In the event that CUSTOMER or a person who has been granted CUSTOMER access to the SOFTWARE, even through negligence, exceeds its rights under the LICENSE acquired under this Agreement, including through negligence, or CUSTOMER breaches any of the above obligations, or unjustifiably provides the LICENSE or any rights forming part of the LICENSE in whole or in part to a third party, the PROVIDER is entitled, at its discretion, to restrict or suspend the CUSTOMER from the authorization of the LICENSE the above obligations on the part of the CUSTOMER or persons to whom the CUSTOMER has allowed access to the SOFTWARE.

 

In the event of a breach of any of the CUSTOMER's obligations set out above in this Article III. of this contract, regardless of whether it was caused by the CUSTOMER or the person who allowed the CUSTOMER access to the SOFTWARE, a contractual penalty of CZK 1,000,000 is agreed for each individual breach of any of the above obligations of the CUSTOMER, which the CUSTOMER is obliged to the first demand to pay the PROVIDER, while the PROVIDER has the right to compensation to the CUSTOMER for damages arising from the breach of obligations to which the contractual penalty relates (including issuing all enrichment of the CUSTOMER), in addition to the CUSTOMER's obligation to pay the contractual penalty, i.e. the CUSTOMER to pay compensation in full or to return unjust enrichment in accordance with generally binding legal regulations.

 

 

IV.    LICENSE TRANSFER

 

The PROVIDER allows the transfer of the entire physical copy of the previously uploaded SOFTWARE and accompanying documentation permanently to another person (a new CUSTOMER), only if the following conditions are met:

a.    The original CUSTOMER will not retain any copies (whether archival or backup) of the SOFTWARE, accompanying documentation, or parts or components of the SOFTWARE, or accompanying documentation, and

b.    the new CUSTOMER agrees to the terms of this Agreement

 

c.     the PROVIDER agrees to the transfer of the LICENSE to a new CUSTOMER

The transfer of the SOFTWARE may require a special procedure and the cooperation of the PROVIDER. LICENSES for certain SOFTWARE elements may be non-transferable and may fail in the event of a LICENSE transfer if the original installation copy of the SOFTWARE is deleted or if a previously uploaded copy is no longer available to users.

 

V.     LICENSE REMUNERATION

 

The provision of the LICENSE is conditional on the payment of a fee for the LICENSE to the PROVIDER.  The amount of the remuneration and the method of its payment to the PROVIDER is agreed in a separate contractual agreement (order, etc.).

 

 

 

 

Late payment of the LICENSE fee constitutes:

a.    The PROVIDER’s right to suspend or revoke the CUSTOMER’s rights from the LICENSE (restriction or withdrawal of access to the SOFTWARE),

b.    The CUSTOMER’s obligation to pay the PROVIDER contractual interest on arrears in the amount of 0.05% per day on the amount due until full payment of the LICENSE fee,

regardless of whether the LICENSE is managed by the CUSTOMER or PARTNER in relation to the PROVIDER.

 

VI.    PROTECTION OF PERSONAL INFORMATION AND DATA

 

The protection of the CUSTOMER's personal data, where the PROVIDER acts as the administrator of the CUSTOMER's personal data, is regulated by the Privacy Policy available here: www.navsherpa.com/privacypolicy.html

 

In some cases, the PROVIDER works with the CUSTOMER's databases, which are part of the SOFTWARE, in order to test the functionality of the SOFTWARE. The PROVIDER is not a processor of personal data within the meaning of Regulation (EU) No. 2016/679 of the European Parliament and of the Council on the protection of individuals with regard to the processing of personal data and on the free movement of such data, as it does not systematically process CUSTOMER data for manipulation.
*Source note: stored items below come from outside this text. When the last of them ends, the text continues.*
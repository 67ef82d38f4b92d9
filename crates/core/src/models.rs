use chrono::{DateTime, Utc};
use serde::{Deserialize, Serialize};
use std::fmt;
use std::str::FromStr;
use storage::models::{CompletedFileRow, FileRow, OperationLogRow, ScanTaskRow};

/// One scanned file in the current generation.
#[derive(Debug, Clone, PartialEq, Eq, Serialize, Deserialize)]
pub struct FileRecord {
    pub id: i64,
    pub path: String,
    pub name: String,
    pub size: u64,
    pub hash: String,
    pub ext: String,
    pub discovered_at: DateTime<Utc>,
}

impl From<FileRow> for FileRecord {
    fn from(row: FileRow) -> Self {
        Self {
            id: row.id,
            path: row.path,
            name: row.name,
            size: row.size.max(0) as u64,
            hash: row.hash,
            ext: row.ext,
            discovered_at: from_epoch(row.discovered_at),
        }
    }
}

/// A file ready to be written to the catalogue.
#[derive(Debug, Clone)]
pub struct NewFile {
    pub path: String,
    pub name: String,
    pub size: u64,
    pub hash: String,
    pub ext: String,
}

#[derive(Debug, Clone, Serialize)]
pub struct DuplicateGroup {
    /// `<hash>_<size>`
    pub group_id: String,
    pub hash: String,
    pub size: u64,
    pub file_count: u64,
    pub files: Vec<FileRecord>,
}

#[derive(Debug, Clone, Serialize)]
pub struct GroupPage {
    pub total: u64,
    pub page: u32,
    pub page_size: u32,
    pub groups: Vec<DuplicateGroup>,
}

#[derive(Debug, Clone, Default)]
pub struct GroupQuery {
    pub page: u32,
    pub page_size: u32,
    pub min_size: u64,
    pub ext: Option<String>,
}

impl GroupQuery {
    pub fn new(page: u32, page_size: u32) -> Self {
        Self {
            page,
            page_size,
            ..Default::default()
        }
    }
}

#[derive(Debug, Clone, Serialize, Deserialize)]
pub struct CompletedFile {
    pub id: i64,
    pub path: String,
    pub name: String,
    pub size: u64,
    pub hash: String,
    pub ext: String,
    pub original_paths: Vec<String>,
    pub processed_at: DateTime<Utc>,
}

impl From<CompletedFileRow> for CompletedFile {
    fn from(row: CompletedFileRow) -> Self {
        Self {
            id: row.id,
            path: row.path,
            name: row.name,
            size: row.size.max(0) as u64,
            hash: row.hash,
            ext: row.ext,
            original_paths: serde_json::from_str(&row.original_paths).unwrap_or_default(),
            processed_at: from_epoch(row.processed_at),
        }
    }
}

#[derive(Debug, Clone, Copy, PartialEq, Eq, Serialize, Deserialize)]
#[serde(rename_all = "snake_case")]
pub enum OperationStatus {
    Success,
    Partial,
    Failed,
}

impl OperationStatus {
    pub fn as_str(&self) -> &'static str {
        match self {
            OperationStatus::Success => "success",
            OperationStatus::Partial => "partial",
            OperationStatus::Failed => "failed",
        }
    }
}

#[derive(Debug, Clone, Serialize, Deserialize)]
pub struct OperationLog {
    pub id: i64,
    pub operation_type: String,
    pub description: String,
    pub affected_files: Vec<String>,
    pub result_status: String,
    pub error_message: Option<String>,
    pub created_at: DateTime<Utc>,
}

impl From<OperationLogRow> for OperationLog {
    fn from(row: OperationLogRow) -> Self {
        Self {
            id: row.id,
            operation_type: row.operation_type,
            description: row.description,
            affected_files: serde_json::from_str(&row.affected_files).unwrap_or_default(),
            result_status: row.result_status,
            error_message: row.error_message,
            created_at: from_epoch(row.created_at),
        }
    }
}

#[derive(Debug, Clone, Copy, PartialEq, Eq, Serialize, Deserialize)]
#[serde(rename_all = "snake_case")]
pub enum ScanStatus {
    Pending,
    Scanning,
    Completed,
    Failed,
}

impl ScanStatus {
    pub fn as_str(&self) -> &'static str {
        match self {
            ScanStatus::Pending => "pending",
            ScanStatus::Scanning => "scanning",
            ScanStatus::Completed => "completed",
            ScanStatus::Failed => "failed",
        }
    }

    pub fn is_terminal(&self) -> bool {
        matches!(self, ScanStatus::Completed | ScanStatus::Failed)
    }
}

impl fmt::Display for ScanStatus {
    fn fmt(&self, f: &mut fmt::Formatter<'_>) -> fmt::Result {
        f.write_str(self.as_str())
    }
}

impl FromStr for ScanStatus {
    type Err = String;

    fn from_str(s: &str) -> Result<Self, Self::Err> {
        match s {
            "pending" => Ok(ScanStatus::Pending),
            "scanning" => Ok(ScanStatus::Scanning),
            "completed" => Ok(ScanStatus::Completed),
            "failed" => Ok(ScanStatus::Failed),
            other => Err(format!("unknown scan status: {other}")),
        }
    }
}

#[derive(Debug, Clone, PartialEq, Eq, Serialize, Deserialize)]
pub struct ScanTask {
    pub id: String,
    pub status: ScanStatus,
    pub total_files: u64,
    pub processed_files: u64,
    pub started_at: DateTime<Utc>,
    pub finished_at: Option<DateTime<Utc>>,
    pub error: Option<String>,
}

impl ScanTask {
    pub fn new(id: impl Into<String>) -> Self {
        Self {
            id: id.into(),
            status: ScanStatus::Pending,
            total_files: 0,
            processed_files: 0,
            started_at: Utc::now(),
            finished_at: None,
            error: None,
        }
    }

    pub fn progress(&self) -> ScanProgress {
        ScanProgress {
            task_id: self.id.clone(),
            status: self.status,
            progress: percent(self.processed_files, self.total_files),
            total_files: self.total_files,
            processed_files: self.processed_files,
        }
    }
}

impl TryFrom<ScanTaskRow> for ScanTask {
    type Error = String;

    fn try_from(row: ScanTaskRow) -> Result<Self, Self::Error> {
        Ok(Self {
            id: row.id,
            status: row.status.parse()?,
            total_files: row.total_files.max(0) as u64,
            processed_files: row.processed_files.max(0) as u64,
            started_at: from_epoch(row.started_at),
            finished_at: row.finished_at.map(from_epoch),
            error: row.error_message,
        })
    }
}

#[derive(Debug, Clone, PartialEq, Eq, Serialize, Deserialize)]
pub struct ScanProgress {
    pub task_id: String,
    pub status: ScanStatus,
    /// Whole percent, 0..=100.
    pub progress: u8,
    pub total_files: u64,
    pub processed_files: u64,
}

#[derive(Debug, Clone, Copy, Default, PartialEq, Eq, Serialize, Deserialize)]
pub struct Statistics {
    pub total_files: u64,
    pub total_size: u64,
    pub duplicate_files: u64,
    pub duplicate_size: u64,
    pub saved_space: u64,
}

/// round(processed / total * 100), 0 when nothing has been discovered.
pub fn percent(processed: u64, total: u64) -> u8 {
    if total == 0 {
        return 0;
    }
    let processed = processed.min(total) as u128;
    let total = total as u128;
    ((processed * 100 + total / 2) / total) as u8
}

pub(crate) fn from_epoch(secs: i64) -> DateTime<Utc> {
    DateTime::from_timestamp(secs, 0).unwrap_or_default()
}
#![allow(dead_code)]

use dedupe_core::config::{AppConfig, DatabaseConfig, PathsConfig, ScanConfig};
use dedupe_core::models::ScanTask;
use dedupe_core::DedupeService;
use std::fs;
use std::path::{Path, PathBuf};
use tempfile::TempDir;

pub struct Fixture {
    pub temp: TempDir,
    pub root: PathBuf,
    pub out: PathBuf,
    pub cfg: AppConfig,
    pub service: DedupeService,
}

impl Fixture {
    pub async fn new() -> Self {
        Self::with_scan(ScanConfig::default()).await
    }

    pub async fn with_scan(scan: ScanConfig) -> Self {
        let temp = tempfile::tempdir().unwrap();
        // Catalogued paths are canonical; keep fixture paths comparable.
        let base = temp.path().canonicalize().unwrap();
        let root = base.join("library");
        let out = base.join("consolidated");
        fs::create_dir_all(&root).unwrap();
        let cfg = AppConfig {
            database: DatabaseConfig {
                path: base.join("catalog.db").to_string_lossy().into_owned(),
            },
            paths: PathsConfig {
                scan_paths: vec![root.to_string_lossy().into_owned()],
                output_path: out.to_string_lossy().into_owned(),
            },
            scan,
        };
        let service = DedupeService::open(&cfg).await.unwrap();
        Self {
            temp,
            root,
            out,
            cfg,
            service,
        }
    }

    /// Writes `bytes` at `rel` below the scan root, creating parents.
    pub fn write(&self, rel: &str, bytes: &[u8]) -> PathBuf {
        let path = self.root.join(rel);
        write(&path, bytes);
        path
    }

    pub async fn scan(&self) -> ScanTask {
        let handle = self.service.start_scan().await.unwrap();
        let task_id = handle.task_id.clone();
        handle.wait().await;
        self.service.scan_task(&task_id).await.unwrap()
    }

    /// Ids of every catalogued file with this path suffix, in id order.
    pub async fn ids_of(&self, suffixes: &[&str]) -> Vec<i64> {
        let mut ids = Vec::new();
        for suffix in suffixes {
            let path = self.root.join(suffix);
            let record = self
                .service
                .catalog()
                .file_by_path(&path.to_string_lossy())
                .await
                .unwrap()
                .unwrap_or_else(|| panic!("{suffix} not catalogued"));
            ids.push(record.id);
        }
        ids
    }
}

pub fn write(path: &Path, bytes: &[u8]) {
    fs::create_dir_all(path.parent().unwrap()).unwrap();
    fs::write(path, bytes).unwrap();
}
The processing of personal data is any act or set of acts that the controller or processor systematically performs with personal data, either automatically or by other means. Processing means, in particular, the collection, recording, arrangement, structuring, storage, making available, modification or modification, retrieval, inspection, use, transmission, dissemination, publication, storage, exchange, sorting or combination, blocking and disposal. However, processing within the meaning of the cited general regulation cannot be understood as any treatment of personal data. The processing of personal data must be considered as a more sophisticated activity, which the controller with personal data performs for a certain purpose and from a certain point of view does so systematically. For the handling of personal data in a way that is not processing, protection is provided, for example, by Act No. 89/2012 Coll., The Civil Code. As controllers, the General Regulation is governed only by entities that process personal data in the sense of the definition of processing.

 

The data entered by the CUSTOMER into the SOFTWARE database space is located:

a.    On the CUSTOMER’s server or another person of the CUSTOMER’s choice,

b.    On the server of the hosting provider provided by the PROVIDER.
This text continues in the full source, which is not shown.